Summary
The Sustainable Energy Technology and Turbomachinery Laboratory (SETTL) within the Department of Mechanical Engineering at Imperial College London is seeking a postdoctoral Research Associate in AI for Turbomachinery Design. Funded by Mitsubishi Heavy Industries (MHI), this research project investigates how Artificial Intelligence (AI) and Machine Learning (ML) can accelerate engineering design processes, enable efficient exploration of complex design spaces, and drive innovation in sustainable turbomachinery for future energy and transportation systems. The postholder will collaborate closely with academic teams and industrial partners under the supervision of Dr.

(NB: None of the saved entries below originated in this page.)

impl FromStr for MotionModelKind {
    type Err = FusionError;

    /// Accepts the model names and the tracker-type names used in the
    /// class → tracker table.
    fn from_str(s: &str) -> std::result::Result<Self, Self::Err> {
        match s.trim() {
            "constant_velocity"
            | "pedestrian_and_bicycle_tracker"
            | "pedestrian_tracker"
            | "bicycle_tracker"
            | "pass_through_tracker" => Ok(MotionModelKind::ConstantVelocity),
            "constant_turn_rate" | "multi_vehicle_tracker" | "normal_vehicle_tracker"
            | "big_vehicle_tracker" => Ok(MotionModelKind::ConstantTurnRate),
            other => Err(FusionError::UnknownMotionModel(other.to_string())),
        }
    }
}

/// Process and initialisation noise, shared by both models.
#[derive(Clone, Debug, PartialEq, Serialize, Deserialize)]
#[serde(default)]
pub struct MotionNoiseConfig {
    /// Acceleration std dev (m/s²)
    pub accel_std: f64,
    /// Heading random walk std dev (rad/√s)
    pub yaw_std: f64,
    /// Yaw acceleration std dev for CTRV (rad/s²)
    pub yaw_rate_std: f64,
    /// Initial velocity std dev when the detector reports none (m/s)
    pub init_velocity_std: f64,
    /// Initial turn-rate std dev (rad/s)
    pub init_yaw_rate_std: f64,
}

impl Default for MotionNoiseConfig {
    fn default() -> Self {
        Self {
            accel_std: 3.0,
            yaw_std: 0.2,
            yaw_rate_std: 0.5,
            init_velocity_std: 10.0,
            init_yaw_rate_std: 0.5,
        }
    }
}

// ---------------------------------------------------------------------------
// Filter core
// ---------------------------------------------------------------------------

/// Filter state shared by every variant.
#[derive(Clone, Debug, PartialEq)]
pub struct FilterState {
    pub state: StateVec,
    pub cov: StateCov,
    /// Time the state refers to
    pub time: Time,
}

/// One stacked observation: z, h(x), H and R, plus the rows holding angles.
struct Observation {
    z: DVector<f64>,
    hx: DVector<f64>,
    h: DMatrix<f64>,
    r: DMatrix<f64>,
    angle_rows: Vec<usize>,
}

/// EKF correction with Joseph-form covariance. Returns `None` when the
/// innovation covariance is singular (state left untouched).
fn ekf_update(filter: &mut FilterState, obs: &Observation) -> Option<()> {
    let x = DVector::from_iterator(5, filter.state.iter().copied());
    let p = DMatrix::from_fn(5, 5, |r, c| filter.cov[(r, c)]);

    // Innovation ν = z − h(x), angles wrapped
    let mut innovation = &obs.z - &obs.hx;
    for &row in &obs.angle_rows {
        innovation[row] = normalize_angle(innovation[row]);
    }

    // S = H·P·Hᵀ + R
    let s = &obs.h * &p * obs.h.transpose() + &obs.r;
    let s_inv = s.lu().try_inverse()?;

    // K = P·Hᵀ·S⁻¹
    let k = &p * obs.h.transpose() * s_inv;
    let new_x = x + &k * innovation;

    // P' = (I−KH)·P·(I−KH)ᵀ + K·R·Kᵀ
    let i_kh = DMatrix::identity(5, 5) - &k * &obs.h;
    let new_p = &i_kh * &p * i_kh.transpose() + &k * &obs.r * k.transpose();

    filter.state = Vector5::from_iterator(new_x.iter().copied());
    filter.state[IDX_YAW] = normalize_angle(filter.state[IDX_YAW]);
    let sym = StateCov::from_fn(|r, c| new_p[(r, c)]);
    filter.cov = (sym + sym.transpose()) * 0.5;
    Some(())
}

/// Heading to fold in, flipped by π when the detector cannot tell front from
/// back and the flip is closer to the tracked heading. The flag reports a flip.
fn measured_yaw(object: &Kinematics, tracked_yaw: f64) -> (f64, bool) {
    let diff = normalize_angle(object.yaw - tracked_yaw);
    if object.orientation != OrientationAvailability::Available && diff.abs() > FRAC_PI_2 {
        (normalize_angle(object.yaw + std::f64::consts::PI), true)
    } else {
        (object.yaw, false)
    }
}

/// Position (+ heading when available) rows of an observation.
fn pose_observation(filter: &FilterState, object: &Kinematics) -> Observation {
    let with_yaw = object.orientation != OrientationAvailability::Unavailable;
    let dim = if with_yaw { 3 } else { 2 };
    let mut z = DVector::zeros(dim);
    let mut hx = DVector::zeros(dim);
    let mut h = DMatrix::zeros(dim, 5);
    let r = DMatrix::from_fn(dim, dim, |i, j| object.pose_cov[(i, j)]);

    z[0] = object.x;
    z[1] = object.y;
    hx[0] = filter.state[IDX_X];
    hx[1] = filter.state[IDX_Y];
    h[(0, IDX_X)] = 1.0;
    h[(1, IDX_Y)] = 1.0;
    let mut angle_rows = Vec::new();
    if with_yaw {
        z[2] = measured_yaw(object, filter.state[IDX_YAW]).0;
        hx[2] = filter.state[IDX_YAW];
        h[(2, IDX_YAW)] = 1.0;
        angle_rows.push(2);
    }
    Observation { z, hx, h, r, angle_rows }
}

/// Append one scalar row to an observation.
fn push_row(obs: &mut Observation, z: f64, hx: f64, h_row: [f64; 5], var: f64) {
    let n = obs.z.len();
    obs.z = obs.z.clone().insert_row(n, z);
    obs.hx = obs.hx.clone().insert_row(n, hx);
    let mut h = obs.h.clone().insert_row(n, 0.0);
    for (c, v) in h_row.iter().enumerate() {
        h[(n, c)] = *v;
    }
    obs.h = h;
    let mut r = obs.r.clone().insert_row(n, 0.0).insert_column(n, 0.0);
    r[(n, n)] = var;
    obs.r = r;
}

// ---------------------------------------------------------------------------
// Constant Velocity model
// ---------------------------------------------------------------------------

/// Constant-velocity model, `[x, y, yaw, vx, vy]`.
#[derive(Clone, Debug, PartialEq)]
pub struct CvModel {
    pub filter: FilterState,
    pub noise: MotionNoiseConfig,
}

impl CvModel {
    pub fn new(object: &DetectedObject, time: Time, noise: MotionNoiseConfig) -> Self {
        let k = &object.kinematics;
        let (s, c) = k.yaw.sin_cos();
        let v = k.velocity.unwrap_or(0.0);
        let v_var = if k.velocity.is_some() {
            k.velocity_var.max(0.01)
        } else {
            noise.init_velocity_std * noise.init_velocity_std
        };
        let mut cov = StateCov::zeros();
        cov.fixed_view_mut::<3, 3>(0, 0).copy_from(&k.pose_cov);
        cov[(3, 3)] = v_var;
        cov[(4, 4)] = v_var;
        Self {
            filter: FilterState {
                state: Vector5::new(k.x, k.y, k.yaw, v * c, v * s),
                cov,
                time,
            },
            noise,
        }
    }

    /// State transition matrix F for timestep dt.
    pub fn transition_matrix(dt: f64) -> Matrix5<f64> {
        let mut f = Matrix5::<f64>::identity();
        f[(0, 3)] = dt;
        f[(1, 4)] = dt;
        f
    }

    /// DWNA process noise for timestep dt.
    fn process_noise(&self, dt: f64) -> Matrix5<f64> {
        let q = self.noise.accel_std * self.noise.accel_std;
        let dt2 = dt * dt;
        let dt3 = dt2 * dt;
        let dt4 = dt3 * dt;
        let mut qm = Matrix5::<f64>::zeros();
        for i in 0..2usize {
            qm[(i, i)] = q * dt4 / 4.0;
            qm[(i + 3, i + 3)] = q * dt2;
            qm[(i, i + 3)] = q * dt3 / 2.0;
            qm[(i + 3, i)] = q * dt3 / 2.0;
        }
        qm[(2, 2)] = self.noise.yaw_std * self.noise.yaw_std * dt;
        qm
    }

    pub fn predict(&mut self, time: Time) {
        let dt = time - self.filter.time;
        if dt <= 0.0 {
            return;
        }
        let f = Self::transition_matrix(dt);
        self.filter.state = f * self.filter.state;
        self.filter.cov = f * self.filter.cov * f.transpose() + self.process_noise(dt);
        self.filter.time = time;
    }

    pub fn update(&mut self, object: &Kinematics) -> bool {
        let mut obs = pose_observation(&self.filter, object);
        if let Some(v) = object.velocity {
            // speed along the heading: h(x) = vx·cos(yaw) + vy·sin(yaw)
            let x = &self.filter.state;
            let (s, c) = x[IDX_YAW].sin_cos();
            let hx = x[3] * c + x[4] * s;
            let dyaw = -x[3] * s + x[4] * c;
            // a flipped heading observes the negated speed
            let sign = if measured_yaw(object, x[IDX_YAW]).1 { -1.0 } else { 1.0 };
            push_row(&mut obs, sign * v, hx, [0.0, 0.0, dyaw, c, s], object.velocity_var.max(0.01));
        }
        ekf_update(&mut self.filter, &obs).is_some()
    }

    pub fn kinematics(&self) -> Kinematics {
        let x = &self.filter.state;
        let p = &self.filter.cov;
        let (s, c) = x[IDX_YAW].sin_cos();
        let j = nalgebra::RowVector5::new(0.0, 0.0, 0.0, c, s);
        Kinematics {
            x: x[IDX_X],
            y: x[IDX_Y],
            yaw: x[IDX_YAW],
            pose_cov: p.fixed_view::<3, 3>(0, 0).into_owned(),
            orientation: OrientationAvailability::SignUnknown,
            velocity: Some(x[3] * c + x[4] * s),
            velocity_var: (j * p * j.transpose())[(0, 0)].max(0.0),
        }
    }
}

Teng Cao.
Designation
- Job Title / Designation: Research Associate (Postdoctoral Researcher)
- Job Category: Researcher / Academic
Key Job Details
| Parameter | Details |
| Job Reference | ENG04011 / Job ID: 28940 |
| Institution | Imperial College London |
| Faculty / Department | Faculty of Engineering / Department of Mechanical Engineering (Thermofluids Division) |
| Research Group | Sustainable Energy Technology and Turbomachinery Laboratory (SETTL) |
| Salary Range | £45,399 – £59,484 per annum |
| Contract Type | Full-Time, Fixed-Term (until October 31, 2027) |
| Expected Start Date | November 1, 2026 |
| Work Arrangement | Hybrid (approx. 60% on-site at South Kensington Campus) |
| Application Deadline | September 6, 2026 |
Research Area
- Artificial Intelligence (AI) and Machine Learning (ML) in Engineering Design
- Computational Fluid Dynamics (CFD) & Numerical Simulations
- Turbomachinery Design, Aerodynamics, and Fluid Dynamics
- Multi-objective Optimization and Surrogate Modeling for Clean Energy & Propulsion Systems
Location
- Campus: South Kensington Campus, London, SW7 2AZ, United Kingdom
- Working Pattern: Hybrid working arrangements available (typically 60% on-site presence).

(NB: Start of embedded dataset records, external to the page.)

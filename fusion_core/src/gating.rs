//! Per-class-pair gating and association scoring.
//!
//! # Gating criterion
//! A (track, measurement) pair is a candidate only if, for the limits in row
//! `track label`, column `measurement label`:
//! - the pair may be assigned at all (`can_assign`)
//! - centre distance ≤ `max_dist`
//! - measurement footprint area is within `[min_area, max_area]`
//! - heading difference modulo π ≤ `max_rad` (skipped when the measurement
//!   heading is unavailable)
//! - footprint IoU ≥ `min_iou`
//!
//! # Score
//! `cost = w_dist · d / max_dist + w_iou · (1 − IoU)`; lower is better.

use crate::{
    error::{FusionError, Result},
    geometry::{axis_angle_diff, footprint_area, iou_2d},
    types::{DetectedObject, Kinematics, ObjectClass, OrientationAvailability, Shape, N_CLASSES},
};
use serde::{Deserialize, Serialize};
use std::collections::HashMap;

const N_PAIRS: usize = N_CLASSES * N_CLASSES;

/// A Uniform Grid spatial index for 2D points.
/// Used to skip measurements that are certainly outside every distance gate.
pub struct SpatialGrid {
    cell_size: f64,
    /// Maps cell key (ix, iy) to a list of measurement indices.
    cells: HashMap<(i64, i64), Vec<usize>>,
}

impl SpatialGrid {
    pub fn new(cell_size: f64) -> Self {
        Self {
            cell_size: cell_size.max(1e-3),
            cells: HashMap::new(),
        }
    }

    fn key(&self, x: f64, y: f64) -> (i64, i64) {
        (
            (x / self.cell_size).floor() as i64,
            (y / self.cell_size).floor() as i64,
        )
    }

    /// Insert a measurement into the grid at position (x, y).
    pub fn insert(&mut self, idx: usize, x: f64, y: f64) {
        let key = self.key(x, y);
        self.cells.entry(key).or_default().push(idx);
    }

    /// Indices in the cell containing (x, y) and its 8 neighbours, ascending.
    pub fn query_nearby(&self, x: f64, y: f64) -> Vec<usize> {
        let (ix, iy) = self.key(x, y);
        let mut results = Vec::new();
        for dx in -1..=1 {
            for dy in -1..=1 {
                if let Some(indices) = self.cells.get(&(ix + dx, iy + dy)) {
                    results.extend_from_slice(indices);
                }
            }
        }
        results.sort_unstable();
        results
    }
}

/// Weights of the association cost.
#[derive(Clone, Copy, Debug, PartialEq, Serialize, Deserialize)]
#[serde(default)]
pub struct ScorePolicy {
    pub distance_weight: f64,
    pub iou_weight: f64,
}

impl Default for ScorePolicy {
    fn default() -> Self {
        Self {
            distance_weight: 1.0,
            iou_weight: 0.5,
        }
    }
}

impl ScorePolicy {
    pub fn cost(&self, distance: f64, max_dist: f64, iou: f64) -> f64 {
        let normalised = if max_dist > 0.0 { distance / max_dist } else { 0.0 };
        self.distance_weight * normalised + self.iou_weight * (1.0 - iou)
    }
}

/// Association parameters as they appear in configuration. Every matrix is
/// row-major over the 8 labels, row = track label, column = measurement label.
#[derive(Clone, Debug, PartialEq, Serialize, Deserialize)]
#[serde(default)]
pub struct AssociationConfig {
    /// Non-zero entries allow the pair
    pub can_assign_matrix: Vec<u8>,
    pub max_dist_matrix: Vec<f64>,
    pub max_area_matrix: Vec<f64>,
    pub min_area_matrix: Vec<f64>,
    pub max_rad_matrix: Vec<f64>,
    pub min_iou_matrix: Vec<f64>,
    pub score_policy: ScorePolicy,
}

#[rustfmt::skip]
const DEFAULT_CAN_ASSIGN: [u8; N_PAIRS] = [
    // UNK CAR TRK BUS TRL MOT BIC PED
       1,  0,  0,  0,  0,  0,  0,  0, // UNKNOWN
       1,  1,  1,  1,  1,  0,  0,  0, // CAR
       1,  1,  1,  1,  1,  0,  0,  0, // TRUCK
       1,  1,  1,  1,  1,  0,  0,  0, // BUS
       1,  1,  1,  1,  1,  0,  0,  0, // TRAILER
       1,  0,  0,  0,  0,  1,  1,  1, // MOTORCYCLE
       1,  0,  0,  0,  0,  1,  1,  1, // BICYCLE
       1,  0,  0,  0,  0,  1,  1,  1, // PEDESTRIAN
];

#[rustfmt::skip]
const DEFAULT_MAX_DIST: [f64; N_PAIRS] = [
    4.0, 4.0, 5.0, 5.0, 5.0, 2.0, 2.0, 2.0,
    4.0, 2.0, 5.0, 5.0, 5.0, 2.0, 2.0, 2.0,
    5.0, 5.0, 5.0, 5.0, 5.0, 2.0, 2.0, 2.0,
    5.0, 5.0, 5.0, 5.0, 5.0, 2.0, 2.0, 2.0,
    5.0, 5.0, 5.0, 5.0, 5.0, 2.0, 2.0, 2.0,
    2.0, 2.0, 2.0, 2.0, 2.0, 3.0, 3.0, 3.0,
    2.0, 2.0, 2.0, 2.0, 2.0, 3.0, 3.0, 3.0,
    2.0, 2.0, 2.0, 2.0, 2.0, 2.0, 2.0, 2.0,
];

const OPEN: f64 = 10000.0;

#[rustfmt::skip]
const DEFAULT_MAX_AREA: [f64; N_PAIRS] = [
    OPEN,  OPEN,  OPEN,  OPEN,  OPEN,  OPEN, OPEN, OPEN,
    12.10, 12.10, 36.00, 60.00, 60.00, OPEN, OPEN, OPEN,
    36.00, 12.10, 36.00, 60.00, 60.00, OPEN, OPEN, OPEN,
    60.00, 12.10, 36.00, 60.00, 60.00, OPEN, OPEN, OPEN,
    60.00, 12.10, 36.00, 60.00, 60.00, OPEN, OPEN, OPEN,
    2.50,  OPEN,  OPEN,  OPEN,  OPEN,  2.50, 2.50, 1.00,
    2.50,  OPEN,  OPEN,  OPEN,  OPEN,  2.50, 2.50, 1.00,
    2.00,  OPEN,  OPEN,  OPEN,  OPEN,  1.50, 1.50, 1.00,
];

#[rustfmt::skip]
const DEFAULT_MIN_AREA: [f64; N_PAIRS] = [
    0.0,   0.0, 0.0, 0.0,  0.0,  0.0, 0.0, 0.0,
    3.6,   3.6, 6.0, 10.0, 10.0, 0.0, 0.0, 0.0,
    6.0,   3.6, 6.0, 10.0, 10.0, 0.0, 0.0, 0.0,
    10.0,  3.6, 6.0, 10.0, 10.0, 0.0, 0.0, 0.0,
    10.0,  3.6, 6.0, 10.0, 10.0, 0.0, 0.0, 0.0,
    0.001, 0.0, 0.0, 0.0,  0.0,  0.1, 0.1, 0.1,
    0.001, 0.0, 0.0, 0.0,  0.0,  0.1, 0.1, 0.1,
    0.001, 0.0, 0.0, 0.0,  0.0,  0.1, 0.1, 0.1,
];

const ANY: f64 = 3.15;

#[rustfmt::skip]
const DEFAULT_MAX_RAD: [f64; N_PAIRS] = [
    ANY, ANY,   ANY,   ANY,   ANY,   ANY, ANY, ANY,
    ANY, 1.047, 1.047, 1.047, 1.047, ANY, ANY, ANY,
    ANY, 1.047, 1.047, 1.047, 1.047, ANY, ANY, ANY,
    ANY, 1.047, 1.047, 1.047, 1.047, ANY, ANY, ANY,
    ANY, 1.047, 1.047, 1.047, 1.047, ANY, ANY, ANY,
    ANY, ANY,   ANY,   ANY,   ANY,   ANY, ANY, ANY,
    ANY, ANY,   ANY,   ANY,   ANY,   ANY, ANY, ANY,
    ANY, ANY,   ANY,   ANY,   ANY,   ANY, ANY, ANY,
];

#[rustfmt::skip]
const DEFAULT_MIN_IOU: [f64; N_PAIRS] = [
    0.0001, 0.0001, 0.0001, 0.0001, 0.0001, 0.0001, 0.0001, 0.0001,
    0.1,    0.1,    0.1,    0.1,    0.1,    0.1,    0.1,    0.1,
    0.1,    0.1,    0.1,    0.1,    0.1,    0.1,    0.1,    0.1,
    0.1,    0.1,    0.1,    0.1,    0.1,    0.1,    0.1,    0.1,
    0.1,    0.1,    0.1,    0.1,    0.1,    0.1,    0.1,    0.1,
    0.0001, 0.0001, 0.0001, 0.0001, 0.0001, 0.0001, 0.0001, 0.0001,
    0.0001, 0.0001, 0.0001, 0.0001, 0.0001, 0.0001, 0.0001, 0.0001,
    0.0001, 0.0001, 0.0001, 0.0001, 0.0001, 0.0001, 0.0001, 0.0001,
];

impl Default for AssociationConfig {
    fn default() -> Self {
        Self {
            can_assign_matrix: DEFAULT_CAN_ASSIGN.to_vec(),
            max_dist_matrix: DEFAULT_MAX_DIST.to_vec(),
            max_area_matrix: DEFAULT_MAX_AREA.to_vec(),
            min_area_matrix: DEFAULT_MIN_AREA.to_vec(),
            max_rad_matrix: DEFAULT_MAX_RAD.to_vec(),
            min_iou_matrix: DEFAULT_MIN_IOU.to_vec(),
            score_policy: ScorePolicy::default(),
        }
    }
}

impl AssociationConfig {
    pub fn validate(&self) -> Result<()> {
        let lengths = [
            ("can_assign_matrix", self.can_assign_matrix.len()),
            ("max_dist_matrix", self.max_dist_matrix.len()),
            ("max_area_matrix", self.max_area_matrix.len()),
            ("min_area_matrix", self.min_area_matrix.len()),
            ("max_rad_matrix", self.max_rad_matrix.len()),
            ("min_iou_matrix", self.min_iou_matrix.len()),
        ];
        for (name, len) in lengths {
            if len != N_PAIRS {
                return Err(FusionError::InvalidConfig(format!(
                    "{name} has {len} entries, expected {N_PAIRS}"
                )));
            }
        }
        let policy = self.score_policy;
        if !(policy.distance_weight >= 0.0 && policy.iou_weight >= 0.0) {
            return Err(FusionError::InvalidConfig(
                "score_policy weights must be non-negative".into(),
            ));
        }
        Ok(())
    }
}

/// Gate limits for one (track label, measurement label) pair.
#[derive(Clone, Copy, Debug, PartialEq)]
pub struct GateLimits {
    pub can_assign: bool,
    pub max_dist: f64,
    pub max_area: f64,
    pub min_area: f64,
    pub max_rad: f64,
    pub min_iou: f64,
}

/// Validated lookup table of [`GateLimits`].
#[derive(Clone, Debug)]
pub struct GatingTable {
    limits: Vec<GateLimits>,
    policy: ScorePolicy,
    max_gate_distance: f64,
}

impl GatingTable {
    pub fn from_config(config: &AssociationConfig) -> Result<Self> {
        config.validate()?;
        let limits: Vec<GateLimits> = (0..N_PAIRS)
            .map(|i| GateLimits {
                can_assign: config.can_assign_matrix[i] != 0,
                max_dist: config.max_dist_matrix[i],
                max_area: config.max_area_matrix[i],
                min_area: config.min_area_matrix[i],
                max_rad: config.max_rad_matrix[i],
                min_iou: config.min_iou_matrix[i],
            })
            .collect();
        let max_gate_distance = limits
            .iter()
            .filter(|l| l.can_assign)
            .map(|l| l.max_dist)
            .fold(0.0, f64::max);
        Ok(Self {
            limits,
            policy: config.score_policy,
            max_gate_distance,
        })
    }

    pub fn limits(&self, track: ObjectClass, measurement: ObjectClass) -> GateLimits {
        self.limits[track.index() * N_CLASSES + measurement.index()]
    }

    pub fn policy(&self) -> ScorePolicy {
        self.policy
    }

    /// Largest distance any assignable pair may be apart.
    pub fn max_gate_distance(&self) -> f64 {
        self.max_gate_distance
    }

    /// Cost of assigning `measurement` to a track predicted at `track_pose`,
    /// or `None` if any gate rejects the pair.
    pub fn score(
        &self,
        track_label: ObjectClass,
        track_pose: &Kinematics,
        track_shape: &Shape,
        measurement: &DetectedObject,
    ) -> Option<f64> {
        let limits = self.limits(track_label, measurement.label());
        if !limits.can_assign {
            return None;
        }
        let m = &measurement.kinematics;
        let distance = (m.x - track_pose.x).hypot(m.y - track_pose.y);
        if !(distance <= limits.max_dist) {
            return None;
        }
        let area = footprint_area(&measurement.shape);
        if !(area >= limits.min_area && area <= limits.max_area) {
            return None;
        }
        if m.orientation != OrientationAvailability::Unavailable
            && axis_angle_diff(m.yaw, track_pose.yaw) > limits.max_rad
        {
            return None;
        }
        let iou = iou_2d(track_shape, track_pose, &measurement.shape, m);
        if !(iou >= limits.min_iou) {
            return None;
        }
        let cost = self.policy.cost(distance, limits.max_dist, iou);
        cost.is_finite().then_some(cost)
    }
}

// ---------------------------------------------------------------------------
// Tests
// ---------------------------------------------------------------------------

#[cfg(test)]
mod tests {
    use super::*;
    use crate::types::ClassDistribution;
    use approx::assert_abs_diff_eq;
    use std::f64::consts::FRAC_PI_2;

    fn car(x: f64, y: f64, yaw: f64) -> DetectedObject {
        DetectedObject {
            kinematics: Kinematics::new(x, y, yaw),
            shape: Shape::bounding_box(4.0, 2.0, 1.5),
            classification: ClassDistribution::certain(ObjectClass::Car),
            existence_probability: 0.9,
        }
    }

    fn table() -> GatingTable {
        GatingTable::from_config(&AssociationConfig::default()).unwrap()
    }

    #[test]
    fn coincident_car_costs_nothing() {
        let det = car(0.0, 0.0, 0.0);
        let cost = table()
            .score(ObjectClass::Car, &det.kinematics, &det.shape, &det)
            .unwrap();
        assert_abs_diff_eq!(cost, 0.0, epsilon = 1e-9);
    }

    #[test]
    fn distance_gate_rejects_far_measurement() {
        let track = car(0.0, 0.0, 0.0);
        let det = car(2.5, 0.0, 0.0);
        assert!(table()
            .score(ObjectClass::Car, &track.kinematics, &track.shape, &det)
            .is_none());
    }

    #[test]
    fn class_gate_rejects_pedestrian_for_car() {
        let track = car(0.0, 0.0, 0.0);
        let mut det = car(0.0, 0.0, 0.0);
        det.classification = ClassDistribution::certain(ObjectClass::Pedestrian);
        det.shape = Shape::Cylinder {
            diameter: 0.6,
            height: 1.7,
        };
        assert!(table()
            .score(ObjectClass::Car, &track.kinematics, &track.shape, &det)
            .is_none());
    }

    #[test]
    fn heading_gate_is_skipped_without_orientation() {
        let track = car(0.0, 0.0, 0.0);
        let mut det = car(0.0, 0.0, FRAC_PI_2);
        det.shape = Shape::bounding_box(3.0, 3.0, 1.5);
        assert!(table()
            .score(ObjectClass::Car, &track.kinematics, &track.shape, &det)
            .is_none());
        det.kinematics.orientation = OrientationAvailability::Unavailable;
        assert!(table()
            .score(ObjectClass::Car, &track.kinematics, &track.shape, &det)
            .is_some());
    }

    #[test]
    fn area_gate_rejects_undersized_footprint() {
        let track = car(0.0, 0.0, 0.0);
        let mut det = car(0.0, 0.0, 0.0);
        // 1 m² is below the car/car minimum of 3.6 m²
        det.shape = Shape::bounding_box(1.0, 1.0, 1.5);
        assert!(table()
            .score(ObjectClass::Car, &track.kinematics, &track.shape, &det)
            .is_none());
        det.shape = Shape::bounding_box(3.0, 2.0, 1.5);
        assert!(table()
            .score(ObjectClass::Car, &track.kinematics, &track.shape, &det)
            .is_some());
    }

    #[test]
    fn area_gate_rejects_oversized_footprint() {
        let track = car(0.0, 0.0, 0.0);
        let mut det = car(0.0, 0.0, 0.0);
        det.shape = Shape::bounding_box(6.0, 2.5, 1.5);
        assert!(table()
            .score(ObjectClass::Car, &track.kinematics, &track.shape, &det)
            .is_none());
    }

    #[test]
    fn iou_gate_rejects_barely_overlapping_boxes() {
        // side by side, 1.9 m apart: inside the distance gate, IoU ≈ 0.026
        let track = car(0.0, 0.0, 0.0);
        let det = car(0.0, 1.9, 0.0);
        assert!(table()
            .score(ObjectClass::Car, &track.kinematics, &track.shape, &det)
            .is_none());
        let mut open = AssociationConfig::default();
        open.min_iou_matrix[ObjectClass::Car.index() * N_CLASSES + ObjectClass::Car.index()] = 0.0;
        let open = GatingTable::from_config(&open).unwrap();
        assert!(open
            .score(ObjectClass::Car, &track.kinematics, &track.shape, &det)
            .is_some());
    }

    #[test]
    fn nan_dimensions_never_pass_the_gates() {
        let track = car(0.0, 0.0, 0.0);
        let mut det = car(0.0, 0.0, 0.0);
        det.shape = Shape::bounding_box(f64::NAN, 2.0, 1.5);
        assert!(table()
            .score(ObjectClass::Car, &track.kinematics, &track.shape, &det)
            .is_none());
        let mut track_shape = track.shape.clone();
        if let Shape::BoundingBox { width, .. } = &mut track_shape {
            *width = f64::NAN;
        }
        assert!(table()
            .score(ObjectClass::Car, &track.kinematics, &track_shape, &car(0.0, 0.0, 0.0))
            .is_none());
    }

    #[test]
    fn wrong_matrix_size_is_rejected() {
        let config = AssociationConfig {
            max_dist_matrix: vec![1.0; 10],
            ..AssociationConfig::default()
        };
        assert!(matches!(
            GatingTable::from_config(&config),
            Err(FusionError::InvalidConfig(_))
        ));
    }

    #[test]
    fn grid_query_is_sorted() {
        let mut grid = SpatialGrid::new(5.0);
        grid.insert(3, 1.0, 1.0);
        grid.insert(0, 6.0, 1.0);
        grid.insert(7, 40.0, 40.0);
        assert_eq!(grid.query_nearby(0.0, 0.0), vec![0, 3]);
    }
}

Eligibility & Qualifications
- Education: Hold, or be near completion of, a PhD in Mechanical Engineering, Aerospace Engineering, Computer Science, Applied Mathematics, Physics, or a closely related quantitative engineering discipline.
- Technical Knowledge & Expertise: Strong background and practical experience in one or more of the following:
- Machine learning frameworks and generative/surrogate modeling
- Computational Fluid Dynamics (CFD) and aerodynamic performance analysis
- Turbomachinery design and fluid mechanics
- Research Track Record: Evidence of high-quality research outputs (peer-reviewed journal papers/conference proceedings) in fluid mechanics, CFD, machine learning, or turbomachinery.
- Skills: Proficient coding skills (e.g., Python, C++, CFD solver scripting), strong analytical ability, and excellent written and verbal communication skills to collaborate with industrial stakeholders and multidisciplinary teams.
Job Description & Responsibilities
- Conduct cutting-edge research integrating AI/ML frameworks with CFD workflows for turbomachinery component design and optimization.
- Develop, validate, and benchmark machine learning-based design and surrogate modeling tools.
- Execute high-fidelity numerical fluid simulations and evaluate aerodynamic/aerothermal performance.
- Manage, curate, and preprocess large datasets required for CFD training and ML inference.
- Prepare progress reports, deliver presentations, and actively engage with industrial project partners (Mitsubishi Heavy Industries).
- Author and co-author high-impact research papers for leading academic journals and international conferences.
How to Apply
- Online Application: Submit your application directly through the Imperial College London Recruitment Portal quoting job reference ENG04011.
- Required Documents: Complete the online application form and upload an up-to-date CV, a list of publications, and a cover letter detailing your relevant experience and research interests.
- Informal Inquiries: For technical or project-specific queries, contact Dr. Teng Cao via email at t.cao@imperial.ac.uk.
- Technical Support: For portal or application troubleshooting, email support.jobs@imperial.ac.uk.
Last Date for Apply
- Closing Date: September 6, 2026 (Advert may close early if a high volume of suitable applications is received, so early submission is encouraged).